Covenant of Nightshade was accused of practicing human sacrifices.
But not only were they never interrogated by the authorities, the church even tried to cover up the rumors for some unknown reason. It made no sense why two parties who stood at the opposite ends of the religious spectrum would try to help each other. If Evan had any more interest in the subject and free time on his hands, maybe he would’ve dug deeper and probably set himself up as bait so he could be kidnapped by these Nightshade freaks and see for himself exactly what they were doing behind the scenes.
Of course, other than banging their ugly bits together under the moonlight.
“Did the disappearances all those years ago have anything to do with the Nightshades?” Evan asked, sensing the direction of Choi’s vague response.
Choi grimaced, and that was enough of an answer.
Evan tossed the earring into the air, catching it without glancing at it as he studied the spirit, who swayed with every toss of the earring, agitated.
How had Victor gotten his hands on an earring from a member of the Nightshade? Did the disappearance of the loggers have anything to do with those cult freaks?
If spirits could talk, Evan would have directly asked Victor and gotten it over with. But as he watched the spirit in front of him, he worried things were just beginning to get complicated.
A rustling at a distance jolted Evan’s senses into alert. Victor’s dislodged head cracked as he sensed something, and without a word, vanished into a fog of black smoke.
Evan, Xen, and Choi glanced over their shoulders as a glimpse of silver hair peeked above an overgrown bush. Two wide eyes poked up, then ducked behind the leaves again, muttering and whispering something under their breath.
Evan sighed. Old Mila.
No wonder Victor’s spirit had disappeared. If their bond was anything like Choi had described, Mila would probably be able to sense her husband’s spirit. And if she could sense it, eventually, she’d see it. And Victor’s spirit wasn’t exactly a pleasant sight to behold.
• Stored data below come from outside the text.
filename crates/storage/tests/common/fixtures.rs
use bytes::Bytes;

/// Deterministic pseudo-random bytes; same seed, same output.
pub fn seeded_bytes(seed: u64, len: usize) -> Bytes {
    let mut data = vec![0u8; len];
    let mut state = seed;

    for chunk in data.chunks_mut(8) {
        state = state
            .wrapping_mul(6364136223846793005)
            .wrapping_add(1442695040888963407);
        let bytes = state.to_le_bytes();
        chunk.copy_from_slice(&bytes[..chunk.len()]);
    }

    Bytes::from(data)
}

#[cfg(test)]
mod tests {
    use super::*;

    #[test]
    fn test_seeded_bytes_deterministic() {
        assert_eq!(seeded_bytes(42, 1000), seeded_bytes(42, 1000));
        assert_ne!(seeded_bytes(42, 1000), seeded_bytes(43, 1000));
        assert_eq!(seeded_bytes(7, 13).len(), 13);
    }
}
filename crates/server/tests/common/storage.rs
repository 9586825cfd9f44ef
//! Storage test utilities.

use async_trait::async_trait;
use bytes::Bytes;
use darkroom_storage::{
    FilesystemBackend, ObjectMeta, ObjectStore, StorageError, StorageResult,
};
use std::sync::Arc;
use tempfile::TempDir;

/// A test storage wrapper that cleans up on drop.
/// Note: #[allow(dead_code)] because each test file compiles common/ separately.
#[allow(dead_code)]
pub struct TestStorage {
    pub backend: Arc<dyn ObjectStore>,
    _temp_dir: TempDir,
}

#[allow(dead_code)]
impl TestStorage {
    /// Create a new test storage with a temporary directory.
    pub async fn new() -> StorageResult<Self> {
        let temp_dir = tempfile::tempdir().expect("Failed to create temp directory");
        let backend = FilesystemBackend::new(temp_dir.path()).await?;

        Ok(Self {
            backend: Arc::new(backend),
            _temp_dir: temp_dir,
        })
    }

    /// Get a reference to the object store.
    pub fn store(&self) -> Arc<dyn ObjectStore> {
        self.backend.clone()
    }
}

/// Object store that rejects writes to keys under the given prefixes.
#[allow(dead_code)]
pub struct FailingStore {
    inner: Arc<dyn ObjectStore>,
    failing_prefixes: Vec<String>,
}

#[allow(dead_code)]
impl FailingStore {
    pub fn new(inner: Arc<dyn ObjectStore>, failing_prefixes: &[&str]) -> Self {
        Self {
            inner,
            failing_prefixes: failing_prefixes.iter().map(|p| p.to_string()).collect(),
        }
    }
}

#[async_trait]
impl ObjectStore for FailingStore {
    async fn exists(&self, key: &str) -> StorageResult<bool> {
        self.inner.exists(key).await
    }

    async fn head(&self, key: &str) -> StorageResult<ObjectMeta> {
        self.inner.head(key).await
    }

    async fn get(&self, key: &str) -> StorageResult<Bytes> {
        self.inner.get(key).await
    }

    async fn put(&self, key: &str, data: Bytes, content_type: &str) -> StorageResult<()> {
        if self.failing_prefixes.iter().any(|p| key.starts_with(p.as_str())) {
            return Err(StorageError::Io(std::io::Error::other(format!(
                "injected write failure for {key}"
            ))));
        }
        self.inner.put(key, data, content_type).await
    }

    async fn delete(&self, key: &str) -> StorageResult<()> {
        self.inner.delete(key).await
    }

    async fn list(&self, prefix: &str) -> StorageResult<Vec<String>> {
        self.inner.list(prefix).await
    }

    fn backend_name(&self) -> &'static str {
        "failing"
    }
}
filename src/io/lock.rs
use std::fs::{File, OpenOptions};
use std::path::{Path, PathBuf};
use std::time::{Duration, Instant};

/// Name of the lock file inside the data directory
const LOCK_FILE: &str = ".lock";

/// How long a writer waits for another process before giving up
pub const DEFAULT_LOCK_TIMEOUT: Duration = Duration::from_secs(5);

/// Exclusive advisory lock on a data directory.
///
/// Held across a read-modify-write of the record so a running TUI and a
/// `wt` CLI call never overwrite each other's changes. Released when the
/// descriptor closes on drop. The `.lock` file itself stays in place: all
/// processes must contend on the same inode.
#[derive(Debug)]
pub struct WriteLock {
    _file: File,
}

#[derive(Debug, thiserror::Error)]
pub enum LockError {
    #[error("could not create lock file at {path}: {source}")]
    Create {
        path: PathBuf,
        source: std::io::Error,
    },
    #[error("timed out waiting for {path}: another wt process is writing")]
    Timeout { path: PathBuf },
}

impl WriteLock {
    /// Acquire the lock, polling until `timeout` elapses.
    pub fn acquire(data_dir: &Path, timeout: Duration) -> Result<Self, LockError> {
        let path = data_dir.join(LOCK_FILE);
        let file = OpenOptions::new()
            .create(true)
            .write(true)
            .truncate(false)
            .open(&path)
            .map_err(|source| LockError::Create {
                path: path.clone(),
                source,
            })?;

        let start = Instant::now();
        loop {
            if try_lock(&file).is_ok() {
                return Ok(WriteLock { _file: file });
            }
            if start.elapsed() >= timeout {
                return Err(LockError::Timeout { path });
            }
            std::thread::sleep(Duration::from_millis(10));
        }
    }
}

#[cfg(unix)]
fn try_lock(file: &File) -> Result<(), std::io::Error> {
    use std::os::unix::io::AsRawFd;
    let result = unsafe { libc::flock(file.as_raw_fd(), libc::LOCK_EX | libc::LOCK_NB) };
    if result == 0 {
        Ok(())
    } else {
        Err(std::io::Error::last_os_error())
    }
}

#[cfg(not(unix))]
fn try_lock(_file: &File) -> Result<(), std::io::Error> {
    Ok(())
}
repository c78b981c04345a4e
pub mod commands;
pub mod handlers;
pub mod output;
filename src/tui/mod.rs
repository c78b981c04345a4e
pub mod app;
pub mod input;
pub mod render;
pub mod theme;

pub use app::run;
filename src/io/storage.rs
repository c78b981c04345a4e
use std::collections::HashMap;
use std::fs;
use std::path::{Path, PathBuf};

use crate::io::lock::{DEFAULT_LOCK_TIMEOUT, LockError, WriteLock};
use crate::io::recovery::atomic_write;

/// Error type for key-value storage operations
#[derive(Debug, thiserror::Error)]
pub enum StorageError {
    #[error("could not read {path}: {source}")]
    Read {
        path: PathBuf,
        source: std::io::Error,
    },
    #[error("could not write {path}: {source}")]
    Write {
        path: PathBuf,
        source: std::io::Error,
    },
    #[error(transparent)]
    Lock(#[from] LockError),
    #[error("storage unavailable: {0}")]
    Unavailable(String),
}

/// A local, durable string-to-string store.
pub trait KeyValueStore {
    /// Held across a read-modify-write; other writers wait until it drops.
    type Guard;

    fn lock(&self) -> Result<Self::Guard, StorageError>;
    /// Value for `key`, or `None` if it was never set.
    fn get_item(&self, key: &str) -> Result<Option<String>, StorageError>;
    /// Callers hold the guard from [`KeyValueStore::lock`] while writing.
    fn set_item(&mut self, key: &str, value: &str) -> Result<(), StorageError>;
}

/// Directory-backed store: one file per key, replaced atomically on write.
#[derive(Debug, Clone)]
pub struct FileStore {
    dir: PathBuf,
}

impl FileStore {
    /// Open (creating if needed) a store rooted at `dir`.
    pub fn open(dir: &Path) -> Result<Self, StorageError> {
        fs::create_dir_all(dir).map_err(|source| StorageError::Write {
            path: dir.to_path_buf(),
            source,
        })?;
        Ok(FileStore {
            dir: dir.to_path_buf(),
        })
    }

    /// File backing `key`
    pub fn path_for(&self, key: &str) -> PathBuf {
        self.dir.join(format!("{}.json", encode_key(key)))
    }
}

impl KeyValueStore for FileStore {
    type Guard = WriteLock;

    fn lock(&self) -> Result<WriteLock, StorageError> {
        Ok(WriteLock::acquire(&self.dir, DEFAULT_LOCK_TIMEOUT)?)
    }

    fn get_item(&self, key: &str) -> Result<Option<String>, StorageError> {
        let path = self.path_for(key);
        match fs::read_to_string(&path) {
            Ok(value) => Ok(Some(value)),
            Err(e) if e.kind() == std::io::ErrorKind::NotFound => Ok(None),
            Err(source) => Err(StorageError::Read { path, source }),
        }
    }

    fn set_item(&mut self, key: &str, value: &str) -> Result<(), StorageError> {
        let path = self.path_for(key);
        atomic_write(&path, value.as_bytes()).map_err(|source| StorageError::Write { path, source })
    }
}

/// Map a key to a safe file stem: `[A-Za-z0-9-]` pass through, every other
/// byte becomes `_` plus two hex digits (`@toDos` → `_40toDos`). `_` itself is
/// escaped too so the mapping stays injective.
pub fn encode_key(key: &str) -> String {
    let mut out = String::with_capacity(key.len());
    for b in key.bytes() {
        if b.is_ascii_alphanumeric() || b == b'-' {
            out.push(b as char);
        } else {
            out.push_str(&format!("_{:02x}", b));
        }
    }
    out
}

/// In-memory store used by unit tests. Writes can be switched to fail.
#[derive(Debug, Default)]
pub struct MemoryStore {
    values: HashMap<String, String>,
    /// When set, every write fails
    pub fail_writes: bool,
    /// Number of successful writes
    pub writes: usize,
}

impl MemoryStore {
    pub fn new() -> Self {
        MemoryStore::default()
    }

    pub fn with_value(key: &str, value: &str) -> Self {
        let mut store = MemoryStore::new();
        store.values.insert(key.to_string(), value.to_string());
        store
    }
}

impl KeyValueStore for MemoryStore {
    type Guard = ();

    fn lock(&self) -> Result<(), StorageError> {
        Ok(())
    }

    fn get_item(&self, key: &str) -> Result<Option<String>, StorageError> {
        Ok(self.values.get(key).cloned())
    }

    fn set_item(&mut self, key: &str, value: &str) -> Result<(), StorageError> {
        if self.fail_writes {
            return Err(StorageError::Unavailable(format!("write to {} refused", key)));
        }
        self.values.insert(key.to_string(), value.to_string());
        self.writes += 1;
        Ok(())
    }
}
use ratatui::Frame;
use ratatui::layout::{Constraint, Direction, Layout, Rect};
use ratatui::style::{Modifier, Style};
use ratatui::text::{Line, Span};
use ratatui::widgets::Paragraph;

use crate::io::storage::KeyValueStore;
use crate::model::Context;
use crate::tui::app::App;

use super::helpers::push_right_aligned;

/// Render the context tabs with a separator line below
pub fn render_header<S: KeyValueStore>(frame: &mut Frame, app: &App<S>, area: Rect) {
    let chunks = Layout::default()
        .direction(Direction::Vertical)
        .constraints([
            Constraint::Length(1), // tabs
            Constraint::Length(1), // separator
        ])
        .split(area);

    render_tabs(frame, app, chunks[0]);

    let separator = Paragraph::new("\u{2500}".repeat(area.width as usize))
        .style(Style::default().fg(app.theme.dim).bg(app.theme.background));
    frame.render_widget(separator, chunks[1]);
}

fn render_tabs<S: KeyValueStore>(frame: &mut Frame, app: &App<S>, area: Rect) {
    let bg = app.theme.background;
    let bg_style = Style::default().bg(bg);
    // While loading no tab is active
    let current = app.store().map(|store| store.context());

    let mut spans = vec![Span::styled(" ", bg_style)];
    for (i, context) in [Context::Work, Context::Travel].into_iter().enumerate() {
        if i > 0 {
            spans.push(Span::styled(
                "\u{2502}",
                Style::default().fg(app.theme.dim).bg(bg),
            ));
        }
        spans.push(Span::styled(
            format!(" {} ", context.label()),
            tab_style(app, current == Some(context)),
        ));
    }

    if let Some(store) = app.store() {
        let (total, done) = store.visible_counts();
        push_right_aligned(
            &mut spans,
            Span::styled(
                format!("{}/{} done ", done, total),
                Style::default().fg(app.theme.dim).bg(bg),
            ),
            area.width as usize,
            bg_style,
        );
    }

    let tabs = Paragraph::new(Line::from(spans)).style(bg_style);
    frame.render_widget(tabs, area);
}

fn tab_style<S: KeyValueStore>(app: &App<S>, active: bool) -> Style {
    if active {
        Style::default()
            .fg(app.theme.text_bright)
            .bg(app.theme.item_bg)
            .add_modifier(Modifier::BOLD)
    } else {
        Style::default().fg(app.theme.dim).bg(app.theme.background)
    }
}
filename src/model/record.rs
use serde::{Deserialize, Serialize};

use super::todo::{Context, TodoCollection};

/// Storage key holding the whole record
pub const RECORD_KEY: &str = "@toDos";

/// Current record format version
pub const RECORD_VERSION: u32 = 1;

/// Key that held the context flag (`"true"` / `"false"`) before it moved
/// into the record
pub const LEGACY_CONTEXT_KEY: &str = "working";

/// Everything that survives a restart: the context flag and the items,
/// stored together under [`RECORD_KEY`] so one write covers both.
#[derive(Debug, Clone, PartialEq, Eq, Serialize, Deserialize)]
#[serde(deny_unknown_fields)]
pub struct StoredRecord {
    #[serde(default = "current_version")]
    pub version: u32,
    #[serde(rename = "working", default)]
    pub context: Context,
    #[serde(rename = "toDos", default)]
    pub items: TodoCollection,
}

fn current_version() -> u32 {
    RECORD_VERSION
}

impl Default for StoredRecord {
    fn default() -> Self {
        StoredRecord {
            version: RECORD_VERSION,
            context: Context::Work,
            items: TodoCollection::new(),
        }
    }
}

/// What may be found under [`RECORD_KEY`]: the current record, or the bare
/// item mapping written before the record carried the context flag.
/// Anything else fails to parse.
#[derive(Debug, Deserialize)]
#[serde(untagged)]
pub enum RecordShape {
    Current(StoredRecord),
    Legacy(TodoCollection),
}
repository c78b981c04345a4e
use crossterm::event::{KeyCode, KeyEvent};

use crate::io::storage::KeyValueStore;
use crate::tui::app::{App, Mode};

/// Handle y/n for a pending delete
pub(super) fn handle_confirm<S: KeyValueStore>(app: &mut App<S>, key: KeyEvent) {
    match key.code {
        KeyCode::Char('y') | KeyCode::Char('Y') => {
            let pending = app.pending_delete.take();
            app.mode = Mode::Navigate;
            if let Some(key) = pending
                && let Some(store) = app.store_mut()
            {
                let result = store.delete_item(&key);
                app.report(result);
                app.clamp_cursor();
            }
        }
        KeyCode::Char('n') | KeyCode::Char('N') | KeyCode::Esc => {
            app.pending_delete = None;
            app.mode = Mode::Navigate;
        }
        _ => {}
    }
}

#[cfg(test)]
mod tests {
    use super::*;
    use crate::io::storage::MemoryStore;
    use crate::model::UiConfig;
    use crate::ops::store::TodoStore;
    use crate::tui::input::handle_key;
    use crate::tui::input::test_keys::*;

    fn app_with(texts: &[&str]) -> App<MemoryStore> {
        let mut store = TodoStore::load(MemoryStore::new()).unwrap();
        for text in texts {
            store.add_item(text).unwrap();
        }
        let mut app = App::new(&UiConfig::default());
        app.finish_loading(Ok(store));
        app
    }

    #[test]
    fn y_deletes_selected() {
        let mut app = app_with(&["Buy milk", "Call mom"]);
        handle_key(&mut app, ch('j'));
        handle_key(&mut app, ch('d'));
        handle_key(&mut app, ch('y'));

        assert_eq!(app.mode, Mode::Navigate);
        assert!(app.pending_delete.is_none());
        let store = app.store().unwrap();
        assert_eq!(store.items().len(), 1);
        assert_eq!(app.selected_item().unwrap().text, "Buy milk");
        assert_eq!(app.cursor, 0);
    }

    #[test]
    fn n_and_esc_keep_item() {
        let mut app = app_with(&["Buy milk"]);
        for cancel in [ch('n'), press(KeyCode::Esc)] {
            handle_key(&mut app, ch('d'));
            handle_key(&mut app, cancel);
            assert_eq!(app.mode, Mode::Navigate);
            assert!(app.pending_delete.is_none());
        }
        assert_eq!(app.store().unwrap().items().len(), 1);
        assert_eq!(app.store().unwrap().backend().writes, 1);
    }

    #[test]
    fn other_keys_wait_for_answer() {
        let mut app = app_with(&["Buy milk"]);
        handle_key(&mut app, ch('d'));
        handle_key(&mut app, ch('j'));
        handle_key(&mut app, ch('q'));
        assert_eq!(app.mode, Mode::Confirm);
        assert!(!app.should_quit);
    }
}
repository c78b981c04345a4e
//! Integration tests for the `wt` CLI.
//!
//! Each test points `wt` at a temp data directory with `-C`, runs it as a
//! subprocess, and verifies stdout and/or the stored record.

use std::fs;
use std::io::Write;
use std::path::{Path, PathBuf};
use std::process::{Command, Stdio};

use pretty_assertions::assert_eq;

/// Get the path to the built `wt` binary.
fn wt_bin() -> PathBuf {
    // cargo test builds to target/debug/
    let mut path = std::env::current_exe().unwrap();
    path.pop(); // remove test binary name
    path.pop(); // remove deps/
    path.push("wt");
    path
}

fn wt_command(dir: &Path, args: &[&str]) -> Command {
    let mut cmd = Command::new(wt_bin());
    cmd.arg("-C").arg(dir).args(args).env_remove("WT_DATA_DIR");
    cmd
}

/// Run `wt` with the given args against `dir`, returning (stdout, stderr, success).
fn run_wt(dir: &Path, args: &[&str]) -> (String, String, bool) {
    let output = wt_command(dir, args).output().expect("failed to run wt");
    let stdout = String::from_utf8_lossy(&output.stdout).to_string();
    let stderr = String::from_utf8_lossy(&output.stderr).to_string();
    (stdout, stderr, output.status.success())
}

/// Run `wt` expecting success, return stdout.
fn run_wt_ok(dir: &Path, args: &[&str]) -> String {
    let (stdout, stderr, success) = run_wt(dir, args);
    if !success {
        panic!(
            "wt {:?} failed:\nstdout: {}\nstderr: {}",
            args, stdout, stderr
        );
    }
    stdout
}

/// Run `wt` with `input` piped to stdin.
fn run_wt_with_stdin(dir: &Path, args: &[&str], input: &str) -> String {
    let mut child = wt_command(dir, args)
        .stdin(Stdio::piped())
        .stdout(Stdio::piped())
        .stderr(Stdio::piped())
        .spawn()
        .expect("failed to run wt");
    child
        .stdin
        .take()
        .unwrap()
        .write_all(input.as_bytes())
        .unwrap();
    let output = child.wait_with_output().unwrap();
    assert!(output.status.success(), "wt {:?} failed", args);
    String::from_utf8_lossy(&output.stdout).to_string()
}

/// Add a todo and return its key.
fn add(dir: &Path, text: &str) -> String {
    let out = run_wt_ok(dir, &["add", text, "--json"]);
    let parsed: serde_json::Value = serde_json::from_str(&out).unwrap();
    parsed["key"].as_str().unwrap().to_string()
}

fn stored_record(dir: &Path) -> serde_json::Value {
    let raw = fs::read_to_string(dir.join("_40toDos.json")).unwrap();
    serde_json::from_str(&raw).unwrap()
}

// ---------------------------------------------------------------------------
// Read commands
// ---------------------------------------------------------------------------

#[test]
fn test_empty_data_dir_lists_nothing() {
    let tmp = tempfile::TempDir::new().unwrap();
    let out = run_wt_ok(tmp.path(), &["list"]);
    assert_eq!(out, "Work (0/0 done)\n");
    assert_eq!(run_wt_ok(tmp.path(), &["context"]), "work\n");
}

#[test]
fn test_list_json_shape() {
    let tmp = tempfile::TempDir::new().unwrap();
    let key = add(tmp.path(), "Buy milk");

    let out = run_wt_ok(tmp.path(), &["list", "--json"]);
    let parsed: serde_json::Value = serde_json::from_str(&out).unwrap();
    assert_eq!(parsed["context"], "work");
    assert_eq!(
        parsed["todos"],
        serde_json::json!([{
            "key": key,
            "text": "Buy milk",
            "context": "work",
            "completed": false,
        }])
    );
}

#[test]
fn test_list_all_shows_both_contexts() {
    let tmp = tempfile::TempDir::new().unwrap();
    add(tmp.path(), "Buy milk");
    run_wt_ok(tmp.path(), &["context", "travel"]);
    add(tmp.path(), "Lisbon");

    let out = run_wt_ok(tmp.path(), &["list", "--all"]);
    assert!(out.contains("Work (0/1 done)"));
    assert!(out.contains("Travel (0/1 done)"));
    assert!(out.contains("Buy milk"));
    assert!(out.contains("Lisbon"));

    let out = run_wt_ok(tmp.path(), &["list", "--context", "work"]);
    assert!(out.contains("Buy milk"));
    assert!(!out.contains("Lisbon"));
}

#[test]
fn test_list_rejects_context_with_all() {
    let tmp = tempfile::TempDir::new().unwrap();
    let (_, _, success) = run_wt(tmp.path(), &["list", "--all", "--context", "work"]);
    assert!(!success);
}

// ---------------------------------------------------------------------------
// Write commands
// ---------------------------------------------------------------------------

#[test]
fn test_buy_milk_scenario() {
    let tmp = tempfile::TempDir::new().unwrap();
    add(tmp.path(), "Buy milk");

    run_wt_ok(tmp.path(), &["context", "travel"]);
    let out = run_wt_ok(tmp.path(), &["list"]);
    assert_eq!(out, "Travel (0/0 done)\n");

    run_wt_ok(tmp.path(), &["context", "work"]);
    let out = run_wt_ok(tmp.path(), &["list"]);
    assert!(out.starts_with("Work (0/1 done)\n"));
    assert!(out.contains("[ ] Buy milk"));
}

#[test]
fn test_single_record_on_disk() {
    let tmp = tempfile::TempDir::new().unwrap();
    let key = add(tmp.path(), "Buy milk");
    run_wt_ok(tmp.path(), &["context", "travel"]);

    let record = stored_record(tmp.path());
    assert_eq!(record["version"], 1);
    assert_eq!(record["working"], false);
    assert_eq!(
        record["toDos"][key.as_str()],
        serde_json::json!({"text": "Buy milk", "working": true, "completed": false})
    );
}

#[test]
fn test_add_empty_text_fails_without_writing() {
    let tmp = tempfile::TempDir::new().unwrap();
    let (_, stderr, success) = run_wt(tmp.path(), &["add", ""]);
    assert!(!success);
    assert!(stderr.contains("error: todo text is empty"));
    assert!(!tmp.path().join("_40toDos.json").exists());
}

#[test]
fn test_add_uses_current_context() {
    let tmp = tempfile::TempDir::new().unwrap();
    run_wt_ok(tmp.path(), &["context", "t"]);
    let out = run_wt_ok(tmp.path(), &["add", "Where to next"]);
    assert!(out.starts_with("[ ] Where to next  TRAVEL  ("));
}

#[test]
fn test_toggle_twice_restores() {
    let tmp = tempfile::TempDir::new().unwrap();
    let key = add(tmp.path(), "Call mom");

    let out = run_wt_ok(tmp.path(), &["toggle", &key]);
    assert!(out.starts_with("[x] Call mom"));
    let out = run_wt_ok(tmp.path(), &["toggle", &key]);
    assert!(out.starts_with("[ ] Call mom"));
}

#[test]
fn test_toggle_missing_key_fails() {
    let tmp = tempfile::TempDir::new().unwrap();
    let (_, stderr, success) = run_wt(tmp.path(), &["toggle", "12345"]);
    assert!(!success);
    assert!(stderr.contains("no todo with key 12345"));
}

#[test]
fn test_edit_keeps_context() {
    let tmp = tempfile::TempDir::new().unwrap();
    let key = add(tmp.path(), "Buy milk");
    run_wt_ok(tmp.path(), &["context", "travel"]);

    let out = run_wt_ok(tmp.path(), &["edit", &key, "Buy oat milk", "--json"]);
    let parsed: serde_json::Value = serde_json::from_str(&out).unwrap();
    assert_eq!(parsed["text"], "Buy oat milk");
    assert_eq!(parsed["context"], "work");
}

#[test]
fn test_delete_with_yes() {
    let tmp = tempfile::TempDir::new().unwrap();
    let milk = add(tmp.path(), "Buy milk");
    let mom = add(tmp.path(), "Call mom");

    let out = run_wt_ok(tmp.path(), &["delete", &milk, "--yes"]);
    assert_eq!(out, "deleted \"Buy milk\"\n");

    let out = run_wt_ok(tmp.path(), &["list"]);
    assert!(!out.contains("Buy milk"));
    assert!(out.contains(&mom));
}

#[test]
fn test_delete_prompt_declined() {
    let tmp = tempfile::TempDir::new().unwrap();
    let key = add(tmp.path(), "Buy milk");

    let out = run_wt_with_stdin(tmp.path(), &["delete", &key], "n\n");
    assert_eq!(out, "Delete \"Buy milk\"? [y/N] kept\n");
    assert!(run_wt_ok(tmp.path(), &["list"]).contains("Buy milk"));
}

#[test]
fn test_delete_prompt_accepted() {
    let tmp = tempfile::TempDir::new().unwrap();
    let key = add(tmp.path(), "Buy milk");

    let out = run_wt_with_stdin(tmp.path(), &["delete", &key], "yes\n");
    assert!(out.ends_with("deleted \"Buy milk\"\n"));
    assert_eq!(run_wt_ok(tmp.path(), &["list"]), "Work (0/0 done)\n");
}

// ---------------------------------------------------------------------------
// Setup and recovery
// ---------------------------------------------------------------------------

#[test]
fn test_init_writes_config_once() {
    let tmp = tempfile::TempDir::new().unwrap();
    let dir = tmp.path().join("wt");

    let out = run_wt_ok(&dir, &["init"]);
    assert!(out.starts_with("initialized"));
    assert!(dir.join("config.toml").exists());

    let (_, stderr, success) = run_wt(&dir, &["init"]);
    assert!(!success);
    assert!(stderr.contains("--force"));

    run_wt_ok(&dir, &["init", "--force"]);
}

#[test]
fn test_recovery_log_records_deletes() {
    let tmp = tempfile::TempDir::new().unwrap();
    assert_eq!(
        run_wt_ok(tmp.path(), &["recovery"]),
        "recovery log is empty\n"
    );

    let key = add(tmp.path(), "Buy milk");
    run_wt_ok(tmp.path(), &["delete", &key, "--yes"]);

    let out = run_wt_ok(tmp.path(), &["recovery"]);
    assert!(out.contains("delete: todo deleted"));
    assert!(out.contains("Buy milk"));

    let out = run_wt_ok(tmp.path(), &["recovery", "--json"]);
    let parsed: serde_json::Value = serde_json::from_str(&out).unwrap();
    assert_eq!(parsed.as_array().unwrap().len(), 1);
}
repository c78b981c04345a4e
pub mod unicode;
Just then, something occurred to Evan.
“Say, Steve,” Evan turned back, sliding the earring into his pocket as Xen unblinkingly watched Mila’s head poking out of the bush. “By any chance, would you happen to know where the Nightshade freaks crawl out from every night? A secret hideout, a cave, or something like that?”
Choi thought for a moment, then shrugged. “I’ve never dug into them too deep, for the same reason as everyone else. But…” he scratched his chin, “I’ve caught a few of them wandering near the Old Oak.”
Evan had figured that much. Logger’s disappearing, a tree crashing down on a house and taking an innocent life, and the spirit of the same deceased roaming around with a souvenir from the cult.
If the authorities had taken Victor’s death seriously, the clearing of the forest would have ceased immediately. And while Victor’s spirit was lingering around, he didn’t seem to be haunting anyone. So the rumors about him haunting the ruins of his house were possibly fake too.
Someone was, quite aggressively, trying to stop the clearing of the forest.
After this area of the forest, the loggers would have headed towards the Old Oak. And if Evan’s deduction was true, all these incidents—the fake haunting stories and the disappearance of the workers—were to prevent the falling of the oak. But why?
Guess I’ll have to pay a personal visit to the site.
As they made their way back from the forest clearing, Mila vanished just as swiftly as she’d appeared. Once they were out, Choi invited Evan and Xen to stay for tea in his treehouse cabin.
Xen stared at him, completely unmoved by his hospitality, while Evan politely declined.
“My sister's home after a long time,” a corner of his mouth lifted. “I should head back soon.”